__Task to complete__.
Should any entry seem unclear, still set it down exactly as given, along with all the others.

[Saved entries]
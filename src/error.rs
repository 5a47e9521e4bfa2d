use std::fmt::{self, Display, Formatter};

use crate::NodeId;

/// Failure to instantiate a node variant.
#[derive(Debug, Clone, PartialEq, Eq)]
#[non_exhaustive]
pub enum CreateNodeError {
    /// `Node`, `ActionNode`, `DecoratorNode` or `CompositeNode` were requested
    AbstractVariant(String),
    UnknownVariant(String),
    /// The tree already has its root; a second one cannot be created
    RootExists,
    MissingParam { variant: String, param: String },
    InvalidParam {
        variant: String,
        param: String,
        value: String,
    },
}

impl Display for CreateNodeError {
    fn fmt(&self, fmt: &mut Formatter) -> fmt::Result {
        match self {
            Self::AbstractVariant(name) => {
                write!(fmt, "Node variant {:?} is abstract and cannot be instantiated", name)
            }
            Self::UnknownVariant(name) => write!(fmt, "Node variant not found {:?}", name),
            Self::RootExists => write!(fmt, "The tree already has a root node"),
            Self::MissingParam { variant, param } => {
                write!(fmt, "Missing parameter {:?} of {}", param, variant)
            }
            Self::InvalidParam {
                variant,
                param,
                value,
            } => write!(
                fmt,
                "Invalid value {:?} for parameter {:?} of {}",
                value, param, variant
            ),
        }
    }
}

impl std::error::Error for CreateNodeError {}

pub type CreateNodeResult<T> = Result<T, CreateNodeError>;

/// A rejected structural edit. The tree is left unchanged.
#[derive(Debug, Clone, Copy, PartialEq, Eq)]
#[non_exhaustive]
pub enum StructureError {
    MissingNode(NodeId),
    /// Action nodes take no children
    LeafNode(NodeId),
    NotAChild { parent: NodeId, child: NodeId },
    AlreadyAttached { child: NodeId, parent: NodeId },
    /// The edit would make a node its own ancestor
    Cycle { parent: NodeId, child: NodeId },
    /// The root can neither be deleted nor become a child
    RootNode(NodeId),
    StillReferenced { node: NodeId, parent: NodeId },
}

impl Display for StructureError {
    fn fmt(&self, fmt: &mut Formatter) -> fmt::Result {
        match self {
            Self::MissingNode(id) => write!(fmt, "Node {} does not exist in the tree", id),
            Self::LeafNode(id) => write!(fmt, "Node {} is an action and cannot have children", id),
            Self::NotAChild { parent, child } => {
                write!(fmt, "Node {} is not a child of {}", child, parent)
            }
            Self::AlreadyAttached { child, parent } => {
                write!(fmt, "Node {} is already a child of {}", child, parent)
            }
            Self::Cycle { parent, child } => write!(
                fmt,
                "Adding {} under {} would create a cycle",
                child, parent
            ),
            Self::RootNode(id) => write!(fmt, "Node {} is the root node", id),
            Self::StillReferenced { node, parent } => write!(
                fmt,
                "Node {} is still referenced as a child of {}",
                node, parent
            ),
        }
    }
}

impl std::error::Error for StructureError {}

pub type StructureResult<T = ()> = Result<T, StructureError>;

/// A usage fault raised while ticking. Distinct from [`crate::NodeState::Failure`],
/// which is a regular outcome.
#[derive(Debug, Clone, Copy, PartialEq, Eq)]
#[non_exhaustive]
pub enum TickError {
    /// The node read its blackboard before the tree was bound
    UnboundBlackboard(NodeId),
    /// A child link points to a node that is not in the tree
    MissingNode(NodeId),
    MissingChild { node: NodeId, index: usize },
}

impl Display for TickError {
    fn fmt(&self, fmt: &mut Formatter) -> fmt::Result {
        match self {
            Self::UnboundBlackboard(id) => write!(
                fmt,
                "Node {} accessed the blackboard before the tree was bound",
                id
            ),
            Self::MissingNode(id) => write!(fmt, "Node {} does not exist in the tree", id),
            Self::MissingChild { node, index } => {
                write!(fmt, "Node {} has no child at index {}", node, index)
            }
        }
    }
}

impl std::error::Error for TickError {}

/// Errors while instantiating a tree from the text format.
#[derive(Debug)]
#[non_exhaustive]
pub enum LoadError {
    Parse(String),
    MissingTree(String),
    MissingNode(String),
    InfiniteRecursion { node: String },
    ParamUnmatch { node: String, param: String },
    /// A decorator given more than one child
    TooManyChildren(String),
    CreateNode(CreateNodeError, String),
    Structure(StructureError, String),
}

impl Display for LoadError {
    fn fmt(&self, fmt: &mut Formatter) -> fmt::Result {
        match self {
            Self::Parse(e) => write!(fmt, "Parse error: {}", e),
            Self::MissingTree(name) => write!(fmt, "The tree {:?} does not exist", name),
            Self::MissingNode(node) => {
                write!(fmt, "Node type or subtree name not found {:?}", node)
            }
            Self::InfiniteRecursion { node } => {
                write!(fmt, "Infinite recursion detected in subtree {:?}", node)
            }
            Self::ParamUnmatch { node, param } => {
                write!(fmt, "Node {:?} does not provide parameter {:?}", node, param)
            }
            Self::TooManyChildren(node) => {
                write!(fmt, "Node {:?} takes a single child", node)
            }
            Self::CreateNode(e, node) => {
                e.fmt(fmt)?;
                write!(fmt, " while loading {}", node)
            }
            Self::Structure(e, node) => {
                e.fmt(fmt)?;
                write!(fmt, " while loading {}", node)
            }
        }
    }
}

impl std::error::Error for LoadError {}

/// Errors while restoring a persisted template.
#[derive(Debug)]
#[non_exhaustive]
pub enum LoadYamlError {
    Yaml(serde_yaml::Error),
    DuplicateId(u64),
    /// A root or child id that no node carries
    MissingNode(u64),
    /// The root entry is not of type `Root`, or another entry is
    RootType(u64),
    /// A node listed as a child of more than one parent
    SharedChild(u64),
    /// A node that lists itself among its own descendants
    Cycle(u64),
    /// More children than the variant takes
    TooManyChildren(u64),
    CreateNode(CreateNodeError, u64),
}

impl Display for LoadYamlError {
    fn fmt(&self, fmt: &mut Formatter) -> fmt::Result {
        match self {
            Self::Yaml(e) => e.fmt(fmt),
            Self::DuplicateId(id) => write!(fmt, "Duplicate node id {}", id),
            Self::MissingNode(id) => write!(fmt, "Referenced node id {} does not exist", id),
            Self::RootType(id) => write!(fmt, "Node {} has an unexpected Root type", id),
            Self::SharedChild(id) => write!(fmt, "Node {} has more than one parent", id),
            Self::Cycle(id) => write!(fmt, "Node {} is part of a cycle", id),
            Self::TooManyChildren(id) => {
                write!(fmt, "Node {} has more children than its variant takes", id)
            }
            Self::CreateNode(e, id) => {
                e.fmt(fmt)?;
                write!(fmt, " for node {}", id)
            }
        }
    }
}

impl std::error::Error for LoadYamlError {}

impl From<serde_yaml::Error> for LoadYamlError {
    fn from(err: serde_yaml::Error) -> Self {
        Self::Yaml(err)
    }
}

__Exercise result__.
filename src/error.rs
repository 5a47e9521e4bfa2d
use std::fmt::{self, Display, Formatter};

use crate::NodeId;

/// Failure to instantiate a node variant.
#[derive(Debug, Clone, PartialEq, Eq)]
#[non_exhaustive]
pub enum CreateNodeError {
    /// `Node`, `ActionNode`, `DecoratorNode` or `CompositeNode` were requested
    AbstractVariant(String),
    UnknownVariant(String),
    /// The tree already has its root; a second one cannot be created
    RootExists,
    MissingParam { variant: String, param: String },
    InvalidParam {
        variant: String,
        param: String,
        value: String,
    },
}

impl Display for CreateNodeError {
    fn fmt(&self, fmt: &mut Formatter) -> fmt::Result {
        match self {
            Self::AbstractVariant(name) => {
                write!(fmt, "Node variant {:?} is abstract and cannot be instantiated", name)
            }
            Self::UnknownVariant(name) => write!(fmt, "Node variant not found {:?}", name),
            Self::RootExists => write!(fmt, "The tree already has a root node"),
            Self::MissingParam { variant, param } => {
                write!(fmt, "Missing parameter {:?} of {}", param, variant)
            }
            Self::InvalidParam {
                variant,
                param,
                value,
            } => write!(
                fmt,
                "Invalid value {:?} for parameter {:?} of {}",
                value, param, variant
            ),
        }
    }
}

impl std::error::Error for CreateNodeError {}

pub type CreateNodeResult<T> = Result<T, CreateNodeError>;

/// A rejected structural edit. The tree is left unchanged.
#[derive(Debug, Clone, Copy, PartialEq, Eq)]
#[non_exhaustive]
pub enum StructureError {
    MissingNode(NodeId),
    /// Action nodes take no children
    LeafNode(NodeId),
    NotAChild { parent: NodeId, child: NodeId },
    AlreadyAttached { child: NodeId, parent: NodeId },
    /// The edit would make a node its own ancestor
    Cycle { parent: NodeId, child: NodeId },
    /// The root can neither be deleted nor become a child
    RootNode(NodeId),
    StillReferenced { node: NodeId, parent: NodeId },
}

impl Display for StructureError {
    fn fmt(&self, fmt: &mut Formatter) -> fmt::Result {
        match self {
            Self::MissingNode(id) => write!(fmt, "Node {} does not exist in the tree", id),
            Self::LeafNode(id) => write!(fmt, "Node {} is an action and cannot have children", id),
            Self::NotAChild { parent, child } => {
                write!(fmt, "Node {} is not a child of {}", child, parent)
            }
            Self::AlreadyAttached { child, parent } => {
                write!(fmt, "Node {} is already a child of {}", child, parent)
            }
            Self::Cycle { parent, child } => write!(
                fmt,
                "Adding {} under {} would create a cycle",
                child, parent
            ),
            Self::RootNode(id) => write!(fmt, "Node {} is the root node", id),
            Self::StillReferenced { node, parent } => write!(
                fmt,
                "Node {} is still referenced as a child of {}",
                node, parent
            ),
        }
    }
}

impl std::error::Error for StructureError {}

pub type StructureResult<T = ()> = Result<T, StructureError>;

/// A usage fault raised while ticking. Distinct from [`crate::NodeState::Failure`],
/// which is a regular outcome.
#[derive(Debug, Clone, Copy, PartialEq, Eq)]
#[non_exhaustive]
pub enum TickError {
    /// The node read its blackboard before the tree was bound
    UnboundBlackboard(NodeId),
    /// A child link points to a node that is not in the tree
    MissingNode(NodeId),
    MissingChild { node: NodeId, index: usize },
}

impl Display for TickError {
    fn fmt(&self, fmt: &mut Formatter) -> fmt::Result {
        match self {
            Self::UnboundBlackboard(id) => write!(
                fmt,
                "Node {} accessed the blackboard before the tree was bound",
                id
            ),
            Self::MissingNode(id) => write!(fmt, "Node {} does not exist in the tree", id),
            Self::MissingChild { node, index } => {
                write!(fmt, "Node {} has no child at index {}", node, index)
            }
        }
    }
}

impl std::error::Error for TickError {}

/// Errors while instantiating a tree from the text format.
#[derive(Debug)]
#[non_exhaustive]
pub enum LoadError {
    Parse(String),
    MissingTree(String),
    MissingNode(String),
    InfiniteRecursion { node: String },
    ParamUnmatch { node: String, param: String },
    /// A decorator given more than one child
    TooManyChildren(String),
    CreateNode(CreateNodeError, String),
    Structure(StructureError, String),
}

impl Display for LoadError {
    fn fmt(&self, fmt: &mut Formatter) -> fmt::Result {
        match self {
            Self::Parse(e) => write!(fmt, "Parse error: {}", e),
            Self::MissingTree(name) => write!(fmt, "The tree {:?} does not exist", name),
            Self::MissingNode(node) => {
                write!(fmt, "Node type or subtree name not found {:?}", node)
            }
            Self::InfiniteRecursion { node } => {
                write!(fmt, "Infinite recursion detected in subtree {:?}", node)
            }
            Self::ParamUnmatch { node, param } => {
                write!(fmt, "Node {:?} does not provide parameter {:?}", node, param)
            }
            Self::TooManyChildren(node) => {
                write!(fmt, "Node {:?} takes a single child", node)
            }
            Self::CreateNode(e, node) => {
                e.fmt(fmt)?;
                write!(fmt, " while loading {}", node)
            }
            Self::Structure(e, node) => {
                e.fmt(fmt)?;
                write!(fmt, " while loading {}", node)
            }
        }
    }
}

impl std::error::Error for LoadError {}

/// Errors while restoring a persisted template.
#[derive(Debug)]
#[non_exhaustive]
pub enum LoadYamlError {
    Yaml(serde_yaml::Error),
    DuplicateId(u64),
    /// A root or child id that no node carries
    MissingNode(u64),
    /// The root entry is not of type `Root`, or another entry is
    RootType(u64),
    /// A node listed as a child of more than one parent
    SharedChild(u64),
    /// A node that lists itself among its own descendants
    Cycle(u64),
    /// More children than the variant takes
    TooManyChildren(u64),
    CreateNode(CreateNodeError, u64),
}

impl Display for LoadYamlError {
    fn fmt(&self, fmt: &mut Formatter) -> fmt::Result {
        match self {
            Self::Yaml(e) => e.fmt(fmt),
            Self::DuplicateId(id) => write!(fmt, "Duplicate node id {}", id),
            Self::MissingNode(id) => write!(fmt, "Referenced node id {} does not exist", id),
            Self::RootType(id) => write!(fmt, "Node {} has an unexpected Root type", id),
            Self::SharedChild(id) => write!(fmt, "Node {} has more than one parent", id),
            Self::Cycle(id) => write!(fmt, "Node {} is part of a cycle", id),
            Self::TooManyChildren(id) => {
                write!(fmt, "Node {} has more children than its variant takes", id)
            }
            Self::CreateNode(e, id) => {
                e.fmt(fmt)?;
                write!(fmt, " for node {}", id)
            }
        }
    }
}

impl std::error::Error for LoadYamlError {}

impl From<serde_yaml::Error> for LoadYamlError {
    fn from(err: serde_yaml::Error) -> Self {
        Self::Yaml(err)
    }
}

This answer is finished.